At night, he was allowed to eat as many day-old donuts from the bakery as he wanted, because the next day the leftovers would be given to the “Pig Lady” who, you guessed it, would take them to feed her hogs.

But of all the stories he told me about his first job, this one was most memorable:

It was about ten minutes until the end of his shift, and the store was quiet. He and a couple of other guys he worked with were standing around, shooting the breeze, not doing much of anything. Their manager walked up to them and asked for complete silence.

Then, in the next ten minutes—the next strangely silent ten minutes—they watched the manager build an endcap display.
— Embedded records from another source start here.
#[cfg(test)]
mod tests {
    use super::*;
    use crate::generator::DIURNAL_CURVE;
    use shared_event_bus::MemoryEventBus;
    use std::{fs, thread};
    use tempfile::tempdir;

    // demand = 2000 + 40*hour + 10*(temperature - 20), temperature follows the diurnal curve
    fn hourly_csv(rows: usize, first_month: usize) -> String {
        let mut csv = String::from("demand,temperature,hour,day_of_week,month\n");
        for i in 0..rows {
            let hour = i % 24;
            let temperature = 20.0 + DIURNAL_CURVE[hour];
            #[allow(clippy::cast_precision_loss)]
            let demand = 2000.0 + 40.0 * hour as f64 + 10.0 * (temperature - 20.0);
            csv.push_str(&format!(
                "{demand},{temperature},{hour},{},{}\n",
                (i / 24) % 7,
                first_month + i / 168
            ));
        }
        csv
    }

    fn upload(rows: usize) -> TabularUpload {
        TabularUpload::from_csv_reader(hourly_csv(rows, 1).as_bytes()).unwrap()
    }

    fn service() -> ForecastService {
        ForecastService::in_memory(&GridcastConfig::default(), ForecastTelemetry::disabled())
    }

    #[test]
    fn hourly_upload_trains_and_forecasts_historical_peak() {
        let service = service();
        let report = service.upload(&upload(200)).unwrap();
        assert_eq!(report.records_processed, 200);
        assert_eq!(report.total_records, 200);
        assert_eq!(report.heuristic_rows, 0);
        assert!(matches!(report.training, TrainingOutcome::Trained { version: 1, .. }));
        assert_eq!(service.status().mode, PredictorMode::ModelBacked);

        let daily = service
            .forecast_24h(25.0, Some(ForecastContext::new(2, 1).unwrap()))
            .unwrap();
        assert_eq!(daily.forecasts.len(), 24);
        assert_eq!(daily.peak_hour, 23);
        let total: f64 = daily.forecasts.iter().map(|f| f.predicted_demand).sum();
        assert!((daily.total_energy_mwh - total).abs() < 1e-6);
    }

    #[test]
    fn predictions_agree_with_reported_mae() {
        let service = service();
        let report = service.upload(&upload(200)).unwrap();
        let TrainingOutcome::Trained { metrics, .. } = report.training else {
            panic!("expected a trained model");
        };
        let snapshot = service.store.snapshot();
        let mut abs_err = 0.0;
        for record in snapshot.records() {
            let request = PredictionRequest::new(
                record.temperature.unwrap(),
                record.hour,
                record.day_of_week,
                record.month.unwrap(),
            )
            .unwrap();
            let served = service.point_forecast(&request);
            assert_eq!(served.source, PredictionSource::Model);
            abs_err += (served.forecasted_demand - record.demand_mw).abs();
        }
        #[allow(clippy::cast_precision_loss)]
        let observed = abs_err / snapshot.len() as f64;
        assert!((observed - metrics.mae).abs() < 0.5);
    }

    #[test]
    fn small_upload_succeeds_without_model() {
        let service = service();
        let report = service.upload(&upload(6)).unwrap();
        assert_eq!(report.records_processed, 6);
        assert_eq!(report.training, TrainingOutcome::Skipped { needed: 10, got: 6 });
        assert!(report.message.contains("need at least 10 rows"));
        assert_eq!(service.status().mode, PredictorMode::PatternBacked);
        let served = service.point_forecast(&PredictionRequest::new(30.0, 3, 1, 1).unwrap());
        assert_eq!(served.source, PredictionSource::Pattern);
        assert!(served.forecasted_demand > 0.0);
    }

    #[test]
    fn format_error_leaves_state_unchanged() {
        let service = service();
        service.upload(&upload(48)).unwrap();
        let stats = service.stats();
        let version = service.status().state_version;
        let bad = TabularUpload::from_csv_reader("temperature,hour\n20,1\n".as_bytes()).unwrap();
        assert_eq!(service.upload(&bad).unwrap_err().kind(), "DataFormatError");
        let junk = TabularUpload::from_csv_reader("demand\nn/a\n-3\n".as_bytes()).unwrap();
        assert_eq!(service.upload(&junk).unwrap_err().kind(), "DataFormatError");
        assert_eq!(service.stats(), stats);
        assert_eq!(service.status().state_version, version);
        assert_eq!(service.status().backups, 1);
    }

    #[test]
    fn heuristic_rows_are_reported() {
        let service = service();
        let text: String = std::iter::once("demand\n".to_string())
            .chain((0..30).map(|i| format!("{}\n", 1000 + i)))
            .collect();
        let report = service
            .upload(&TabularUpload::from_csv_reader(text.as_bytes()).unwrap())
            .unwrap();
        assert_eq!(report.heuristic_rows, 30);
        assert!(report.message.contains("best effort"));
    }

    #[test]
    fn reset_restores_previous_stats_and_keeps_model() {
        let service = service();
        service.upload(&upload(120)).unwrap();
        let before = service.stats();
        service.upload(&upload(200)).unwrap();
        assert_eq!(service.stats().records, 200);
        let report = service.reset().unwrap();
        assert!(report.restored.is_some());
        let after = service.stats();
        assert_eq!(after.records, before.records);
        assert_eq!(after.demand_stats, before.demand_stats);
        assert_eq!(service.status().mode, PredictorMode::ModelBacked);
        assert_eq!(service.status().profile.sample_count, 120);
    }

    #[test]
    fn reset_without_backup_is_a_no_op() {
        let service = service();
        let report = service.reset().unwrap();
        assert!(report.restored.is_none());
        assert_eq!(report.total_records, 0);
    }

    #[test]
    fn reject_policy_reports_conflict() {
        let mut config = GridcastConfig::default();
        config.service.writer_policy = WriterPolicy::Reject;
        let service = ForecastService::in_memory(&config, ForecastTelemetry::disabled());
        let _held = service.write_gate.lock();
        let err = service.upload(&upload(20)).unwrap_err();
        assert_eq!(err.kind(), "ConcurrencyConflictError");
        assert!(service.retrain().is_err());
        assert_eq!(service.stats().records, 0);
    }

    #[test]
    fn serialized_writers_both_commit() {
        let service = Arc::new(service());
        let first = upload(100);
        let second = TabularUpload::from_csv_reader(hourly_csv(200, 7).as_bytes()).unwrap();
        let handles: Vec<_> = [first, second]
            .into_iter()
            .map(|batch| {
                let service = Arc::clone(&service);
                thread::spawn(move || service.upload(&batch).unwrap())
            })
            .collect();
        for handle in handles {
            handle.join().unwrap();
        }
        assert_eq!(service.stats().records, 300);
        assert_eq!(service.status().backups, 2);
    }

    #[test]
    fn predictions_stay_valid_during_retraining() {
        let service = Arc::new(service());
        service.upload(&upload(150)).unwrap();
        let readers: Vec<_> = (0..3_u8)
            .map(|worker| {
                let service = Arc::clone(&service);
                thread::spawn(move || {
                    for step in 0..300_u32 {
                        let hour = u8::try_from(step % 24).unwrap();
                        let request = PredictionRequest::new(28.0, hour, worker, 5).unwrap();
                        let served = service.point_forecast(&request);
                        assert!(served.forecasted_demand.is_finite());
                        assert!(served.forecasted_demand >= 0.0);
                    }
                })
            })
            .collect();
        for _ in 0..4 {
            assert!(matches!(service.retrain().unwrap(), TrainingOutcome::Trained { .. }));
        }
        for reader in readers {
            reader.join().unwrap();
        }
        assert_eq!(service.status().artifact.unwrap().version, 5);
    }

    #[test]
    fn reopen_rebuilds_state_from_disk() {
        let dir = tempdir().unwrap();
        let config = GridcastConfig::default().with_data_dir(dir.path());
        {
            let service = ForecastService::open(&config, ForecastTelemetry::disabled()).unwrap();
            service.upload(&upload(120)).unwrap();
            service.upload(&upload(200)).unwrap();
        }
        let service = ForecastService::open(&config, ForecastTelemetry::disabled()).unwrap();
        let status = service.status();
        assert_eq!(status.dataset_records, 200);
        assert_eq!(status.backups, 2);
        assert_eq!(status.mode, PredictorMode::ModelBacked);
        assert_eq!(status.artifact.unwrap().version, 2);
        service.reset().unwrap();
        assert_eq!(service.stats().records, 120);
    }

    #[test]
    fn corrupt_artifact_falls_back_to_pattern() {
        let dir = tempdir().unwrap();
        let config = GridcastConfig::default().with_data_dir(dir.path());
        {
            let service = ForecastService::open(&config, ForecastTelemetry::disabled()).unwrap();
            service.upload(&upload(120)).unwrap();
        }
        fs::write(config.models_dir().join("model-v000002.json"), "{ truncated").unwrap();
        let log = dir.path().join("gridcast.log.jsonl");
        let telemetry = ForecastTelemetry::builder("gridcast.service")
            .log_path(&log)
            .build()
            .unwrap();
        let service = ForecastService::open(&config, telemetry).unwrap();
        assert_eq!(service.status().mode, PredictorMode::PatternBacked);
        let served = service.point_forecast(&PredictionRequest::new(21.0, 9, 2, 1).unwrap());
        assert!(served.forecasted_demand.is_finite() && served.forecasted_demand > 0.0);
        assert!(fs::read_to_string(&log).unwrap().contains("gridcast.model.load_failed"));
        let outcome = service.retrain().unwrap();
        assert!(matches!(outcome, TrainingOutcome::Trained { version: 3, .. }));
    }

    #[test]
    fn truncated_backup_does_not_block_open() {
        let dir = tempdir().unwrap();
        let config = GridcastConfig::default().with_data_dir(dir.path());
        {
            let service = ForecastService::open(&config, ForecastTelemetry::disabled()).unwrap();
            service.upload(&upload(120)).unwrap();
        }
        fs::write(dir.path().join("backups/backup-00000001.json"), "{ 1").unwrap();
        let log = dir.path().join("gridcast.log.jsonl");
        let telemetry = ForecastTelemetry::builder("gridcast.service")
            .log_path(&log)
            .build()
            .unwrap();
        let service = ForecastService::open(&config, telemetry).unwrap();
        let status = service.status();
        assert_eq!(status.dataset_records, 120);
        assert_eq!(status.backups, 0);
        assert_eq!(status.skipped_backups, 1);
        assert_eq!(status.mode, PredictorMode::ModelBacked);
        assert!(fs::read_to_string(&log).unwrap().contains("gridcast.dataset.backup_skipped"));
        assert!(service.reset().unwrap().restored.is_none());
    }

    #[test]
    fn publishes_lifecycle_events() {
        let bus = Arc::new(MemoryEventBus::new(32));
        let telemetry = ForecastTelemetry::builder("gridcast.service")
            .event_publisher(bus.clone())
            .build()
            .unwrap();
        let service = ForecastService::in_memory(&GridcastConfig::default(), telemetry);
        service.upload(&upload(5)).unwrap();
        service.upload(&upload(60)).unwrap();
        service.reset().unwrap();
        assert_eq!(bus.topic("gridcast.dataset.appended").len(), 2);
        assert_eq!(bus.topic("gridcast.training.skipped").len(), 1);
        assert_eq!(bus.topic("gridcast.training.completed").len(), 1);
        assert_eq!(bus.topic("gridcast.dataset.restored").len(), 1);
        assert!(bus.topic("gridcast.registry.swapped").len() >= 3);
    }

    #[test]
    fn model_worse_than_pattern_is_not_activated() {
        let mut csv = String::from("demand,temperature,hour,day_of_week,month\n");
        for i in 0..200_u32 {
            let hour = i % 24;
            let offset = f64::from(hour) - 19.0;
            let demand = 1000.0 + 800.0 * (-offset * offset / 8.0).exp();
            csv.push_str(&format!("{demand},20,{hour},{},1\n", (i / 24) % 7));
        }
        let bus = Arc::new(MemoryEventBus::new(32));
        let telemetry = ForecastTelemetry::builder("gridcast.service")
            .event_publisher(bus.clone())
            .build()
            .unwrap();
        let service = ForecastService::in_memory(&GridcastConfig::default(), telemetry);
        let report = service
            .upload(&TabularUpload::from_csv_reader(csv.as_bytes()).unwrap())
            .unwrap();

        let TrainingOutcome::Rejected {
            version,
            model_mae,
            pattern_mae,
        } = report.training
        else {
            panic!("expected the model to be rejected, got {:?}", report.training);
        };
        assert_eq!(version, 1);
        assert!(model_mae > pattern_mae);
        assert!(report.message.contains("exceeds pattern MAE"));
        assert_eq!(bus.topic("gridcast.training.rejected").len(), 1);
        assert!(bus.topic("gridcast.training.completed").is_empty());

        let status = service.status();
        assert_eq!(status.mode, PredictorMode::PatternBacked);
        assert!(status.artifact.is_none());
        let daily = service
            .forecast_24h(20.0, Some(ForecastContext::new(2, 1).unwrap()))
            .unwrap();
        assert_eq!(daily.peak_hour, 19);
        assert_eq!(daily.degraded_hours, 0);
        let served = service.point_forecast(&PredictionRequest::new(20.0, 19, 2, 1).unwrap());
        assert_eq!(served.source, PredictionSource::Pattern);
    }

    #[test]
    fn weekly_and_analytics_use_one_state() {
        let service = service();
        service.upload(&upload(200)).unwrap();
        let week = service
            .weekly(25.0, NaiveDate::from_ymd_opt(2025, 1, 6))
            .unwrap();
        assert_eq!(week.days.len(), 7);
        assert_eq!(week.state_version, service.status().state_version);
        let analytics = service
            .analytics(25.0, Some(ForecastContext::new(0, 1).unwrap()))
            .unwrap();
        assert_eq!(analytics.peak_hour, 23);
        assert!(analytics.max_demand >= analytics.avg_demand);
        assert!(analytics.avg_demand >= analytics.min_demand);
    }
}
That’s the product showcase at the end of a supermarket aisle where you’ll see a tower of soda, or cereal boxes, or canned food on special. You see those all the time. And someone builds them—usually, someone who does a job just like my dad’s.

When the manager was done, he turned to the young men and said this: “You see what I just accomplished in ten minutes? That’s the difference between spending time and wasting it.”

That lesson stuck solidly in my father’s brain for more than 30 years before he relayed the story to me. He often uses the phrase, “The harder I work, the luckier I get,” and I am insanely grateful for the work ethic he imparted.

His story helped drive the development of Fifteen-minute Firestarter. I am a full-time marketer, mother, aspiring novelist, enthusiastic cook. Where do I find the time to launch a blog and actually create content?

Fifteen minutes. I’m taking the first fifteen minutes of each lunch hour to make this happen. I set the timer. I have only three minutes left.

Where do I find the time to work on my second novel? Same answer, almost. I don’t write in fifteen minute chunks, but I carve out little bits from my night, the time I might have wasted watching television, and literally run to my office while the kids are asleep and the hubby is grading reports.

Want to get motivated? Race a friend or race the clock. Photo by Easylocum

I pull up Facebook and send an instant message to my friend Denise, author of several books and a single mother of six (if that doesn’t shut down my “I don’t have time to write” complaint, I don’t know what could). We do a word race: set the clock for 30 or 45 minutes and then just get down to business—we write.

It’s a contest based on the honor system: when time’s up, we count the number of words we’ve added to our manuscripts and compare progress. Sometimes I can boast 500, 600, 850 words. Sometimes I show up with 150. Sometimes she wins. Sometimes I do.

Don’t want to clean the house? Imagine your mother-in-law just called to say she’s on the way, she’ll be there in 20 minutes. Set the timer and go. Don’t want to pay bills? Sit down in front of you favorite sitcom and start ripping open envelopes with the goal to get it all done by the time the show’s over.

Having trouble starting a project? Set the timer. You’ve got fifteen minutes. GO.